O mormaço penetra pela porta. Volta e meia uma galinha-d’angola larga as fraquezas no degrau de pedra que separa a casa do terreiro. Encarapitada no tamborete que foi do vô, brinco com a Marquesa, minha boneca de palha. Em silêncio, a vó mexe o angu com a colher de pau. De repente, a mãe que nem corisco entra trazendo lenha e novidade.
“Tive inda agorinha com um pessoal aí”. A vó tira uns gravetos do feixe, manda a mãe ‘ponhá o resto ali no cantin’. “Tão preocupado demais da conta. Diz que gente graúda lá da capital vai afogar isso tudo aqui, pra fazer represa. Na hora alembrei do pai, que vivia contando do que sucedeu naquele lugar donde ele veio… como era mesmo o nome… Barra Velha, é, acho que era isso”. A mãe aperta as mãos sem despregar o olho do fogo. Ainda em silêncio, a vó põe água no feijão. Queria perguntar que negócio é esse de represa, mas a Marquesa, num chiu!, me manda tomar tento no papo. E eu fico quietinha: num sou boba de desobedecer a Marquesa não.
“Se for verdade mesmo essa história de represa, de barragem, sei lá como chama esse troço, é capaz deles correr com a gente daqui. Já tem até um doutorzinho zanzando aí na cidade com a papelada, mandando todo mundo assinar e que despois vai mandar o dinheiro pra nós… Diz o pessoal que é coisa trocada, mixaria pouca que num dá pra comprar nem terreninho na encosta de morro”. A vó destampa o arroz. “Diz também que vai correr um abaixo-assinado e despois levar pro prefeito e, se num adiantar, vamo se reunir e procurar a justiça.” A mãe chega à janela, unhas na boca: “Ir pra donde, gente?” A vó larga a colher na beirada do fogão: “Fia, tava demorano pra disgrama desse tar de progresso chegá. E quando ele ê vem, num tem jeito não.” A mãe grita que essas coisas não podem acontecer, a gente tem direito de morar ali, isso tá errado… tão alto o grito, chegou assustar as maritacas lá na mangueira. A vó balança a cabeça. Os olhos dela, mais opacos que o normal, voltam a cair nas panelas: “Demorô, mais chegô. Agora é entregá pra Deus, fia”.

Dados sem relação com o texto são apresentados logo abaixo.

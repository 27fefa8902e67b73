//! Ranking and fixed-width report rendering

use crate::metrics::Metrics;
use serde::{Deserialize, Serialize};
use std::cmp::Ordering;

const RULE_WIDTH: usize = 120;

/// A company that made it through matching and fetching
#[derive(Debug, Clone, PartialEq, Serialize, Deserialize)]
pub struct RankedCompany {
    /// Description as extracted from the query
    pub company: String,
    pub symbol: String,
    #[serde(flatten)]
    pub metrics: Metrics,
}

/// Companies ordered by average weekly return, best first
#[derive(Debug, Clone, Default, PartialEq, Serialize, Deserialize)]
#[serde(transparent)]
pub struct Rankings(Vec<RankedCompany>);

impl Rankings {
    /// Sort `companies` by `avg_weekly_return`, descending
    ///
    /// Companies without a finite average sort after every defined value;
    /// equal values keep their input order.
    pub fn rank(mut companies: Vec<RankedCompany>) -> Self {
        let key = |c: &RankedCompany| c.metrics.avg_weekly_return.filter(|v| v.is_finite());
        companies.sort_by(|a, b| {
            match (key(a), key(b)) {
                (Some(x), Some(y)) => y.total_cmp(&x),
                (Some(_), None) => Ordering::Less,
                (None, Some(_)) => Ordering::Greater,
                (None, None) => Ordering::Equal,
            }
        });
        Self(companies)
    }

    pub fn iter(&self) -> impl Iterator<Item = &RankedCompany> {
        self.0.iter()
    }

    pub fn len(&self) -> usize {
        self.0.len()
    }

    pub fn is_empty(&self) -> bool {
        self.0.is_empty()
    }

    /// Symbols in rank order
    pub fn symbols(&self) -> Vec<&str> {
        self.0.iter().map(|c| c.symbol.as_str()).collect()
    }

    /// Render the plain-text performance table
    pub fn render(&self) -> String {
        let mut out = String::from("Stock Performance Rankings:\n");
        out.push_str(&"=".repeat(RULE_WIDTH));
        out.push('\n');
        out.push_str(&format!(
            "{:<15} {:<10} {:>12} {:>10} {:>10} {:>12} {:>25}\n",
            "Company", "Symbol", "Avg Weekly", "Total", "Volatility", "Current", "Range"
        ));
        out.push_str(&format!(
            "{:<15} {:<10} {:>12} {:>10} {:>10} {:>12} {:>25}\n",
            "", "", "Return %", "Return %", "%", "Price INR", "(Low-High) INR"
        ));
        out.push_str(&"-".repeat(RULE_WIDTH));
        out.push('\n');

        for entry in &self.0 {
            let m = &entry.metrics;
            let range = format!(
                "INR {} - INR{}",
                group_thousands(m.lowest_price),
                group_thousands(m.highest_price)
            );
            out.push_str(&format!(
                "{:<15} {:<10} {:>12} {:>10.2} {:>10} {:>12.2} {:>25}\n",
                entry.company,
                entry.symbol,
                optional(m.avg_weekly_return),
                m.total_return,
                optional(m.volatility),
                m.current_price,
                range
            ));
        }

        out
    }
}

fn optional(value: Option<f64>) -> String {
    value.map_or_else(|| "n/a".to_string(), |v| format!("{v:.2}"))
}

/// Two decimals with comma-grouped thousands: 1234567.891 -> "1,234,567.89"
fn group_thousands(value: f64) -> String {
    let fixed = format!("{:.2}", value.abs());
    let (int_part, frac_part) = fixed.split_once('.').unwrap_or((fixed.as_str(), "00"));

    let mut grouped = String::with_capacity(int_part.len() + int_part.len() / 3);
    for (i, digit) in int_part.chars().enumerate() {
        if i > 0 && (int_part.len() - i) % 3 == 0 {
            grouped.push(',');
        }
        grouped.push(digit);
    }

    let sign = if value < 0.0 && fixed.bytes().any(|b| b.is_ascii_digit() && b != b'0') {
        "-"
    } else {
        ""
    };
    format!("{sign}{grouped}.{frac_part}")
}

Largo a Marquesa de lado. A boba ameaça abrir o berreiro, não dou confiança. Paro na porta vendo as lonjuras além do cercadinho. O vento vem rodamoinhando, rodamoinhando, levanta poeirão na estrada. Será o tar de progresso chegando que nem saci-pererê? Essa disgrama, que mete tanto medo na mãe e que deixa a vó triste, será que vem arrasando tudo pelos caminhos igual boitatá?
Todo emproado no terreiro, o Lica responde glu glu glu. Mostro a língua pra ele, olho de novo a estrada. Pena o pai ter ido simbora arranjar trabalho; pena eu não ter o braço forte igual o dele… se tivesse, escorraçava o tar de progresso dessas bandas, num deixava essa represa botar os pés aqui.
O vento muda de rumo. O poeirão sobe pro pasto, onde Dorico rumina sua velhice de burro. Danada da vida, a mãe passa correndo por mim. Um moço alto, de barba e óculos escuros, apeia dum carrão com dois mal-encarados; um empurra o portãozinho, o outro tem a mão na cintura. A vó puxa meu ombro: “Fia, vai brincá com a Condessa”. Condessa não, vó, é Marquesa! Ela trunfa a cara e, com um coque, diz: “Vai lê os livro que a fessora deu procê e larga mão de xeretá conversa de gente grande”.